In an earlier day, that would have kicked the wind right out of my chest. Today, it doesn’t matter. Today, it only tells me how right my mother was.

“She was sick, I ran the household. It was the right thing to do. And what I wanted to do. And no, I’m not leaving you because she said so. I’m leaving you because I say so.”

When he sees he can’t hurt me with such a cheap shot, he tries another tack.

“Abby, Abby. That was way out of line. It’s just, you’re making me crazy. You know I want you by my side. With me, you’ll always be comfortable. Always secure. You’ll never have to work again or want for anything.”

“I’d have trouble knowing I owed my comfort and security to butchered pigs, red dye 40, and sodium nitrate.”
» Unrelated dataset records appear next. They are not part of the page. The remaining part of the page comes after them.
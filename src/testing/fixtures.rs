//! Test fixtures for scheduler-level tests.

use std::path::PathBuf;

use tempfile::TempDir;

use crate::audit::AuditLogger;
use crate::config::ShellConfig;
use crate::policy::SafetyGate;
use crate::scheduler::Scheduler;
use crate::session::{SessionPersistence, SessionSettings, SessionState};
use crate::tools::ToolSurface;
use crate::workspace::Workspace;

/// A temporary workspace with the pieces a [`Scheduler`] needs.
///
/// Automatically cleans up when dropped.
pub struct TestProject {
    _temp_dir: TempDir,
    workspace: Workspace,
    settings: SessionSettings,
}

impl TestProject {
    /// # Panics
    ///
    /// Panics if the temporary directory cannot be created.
    #[must_use]
    pub fn new() -> Self {
        let temp_dir = TempDir::new().expect("Failed to create temp directory");
        let workspace = Workspace::open(temp_dir.path()).expect("Failed to open workspace");
        Self {
            _temp_dir: temp_dir,
            workspace,
            settings: SessionSettings::default(),
        }
    }

    #[must_use]
    pub fn with_max_iterations(mut self, max: u32) -> Self {
        self.settings.max_iterations = max;
        self
    }

    #[must_use]
    pub fn workspace(&self) -> &Workspace {
        &self.workspace
    }

    #[must_use]
    pub fn path(&self, relative: &str) -> PathBuf {
        self.workspace.root().join(relative)
    }

    /// # Panics
    ///
    /// Panics if the file cannot be written.
    pub fn write(&self, relative: &str, content: &str) {
        let path = self.path(relative);
        if let Some(parent) = path.parent() {
            std::fs::create_dir_all(parent).expect("Failed to create parent directory");
        }
        std::fs::write(path, content).expect("Failed to write file");
    }

    /// # Panics
    ///
    /// Panics if the file cannot be read.
    #[must_use]
    pub fn read(&self, relative: &str) -> String {
        std::fs::read_to_string(self.path(relative)).expect("Failed to read file")
    }

    #[must_use]
    pub fn persistence(&self) -> SessionPersistence {
        SessionPersistence::new(self.workspace.control_dir())
    }

    /// # Panics
    ///
    /// Panics if the audit directory cannot be created.
    #[must_use]
    pub fn audit(&self) -> AuditLogger {
        AuditLogger::new(self.workspace.audit_path()).expect("Failed to open audit log")
    }

    /// A fresh session over the given task descriptions.
    #[must_use]
    pub fn state(&self, tasks: &[&str]) -> SessionState {
        SessionState::new("test goal", self.settings, tasks.iter().copied())
    }

    /// Scheduler over a fresh session with the built-in policy only.
    #[must_use]
    pub fn scheduler(&self, tasks: &[&str]) -> Scheduler {
        self.scheduler_from(self.state(tasks))
    }

    /// # Panics
    ///
    /// Panics if the built-in gate fails to compile.
    #[must_use]
    pub fn scheduler_from(&self, state: SessionState) -> Scheduler {
        let gate = SafetyGate::new(&[]).expect("Failed to build gate");
        let surface = ToolSurface::new(self.workspace.clone(), gate, ShellConfig::default());
        Scheduler::new(state, self.persistence(), surface, self.audit())
    }
}

impl Default for TestProject {
    fn default() -> Self {
        Self::new()
    }
}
Is that a lame excuse, petty and untrue? No, it’s true enough. And will have to do. How can I tell Daniel I’ve got power and he doesn’t? How can I tell him I’m setting out to study Real Magic, to dedicate my life to Real Magic, and he can’t follow? Let alone tell him the Horde is going to come hunting me one day, and I’ll need to protect myself with magic?

He inhales sharply. “Don’t let’s start that ridiculous nonsense again.”

“If it makes you feel any better, blame our breakup on that ridiculous nonsense. Good-bye, Daniel. And I mean it.”

I close the phone before he can call me an ungrateful bitch.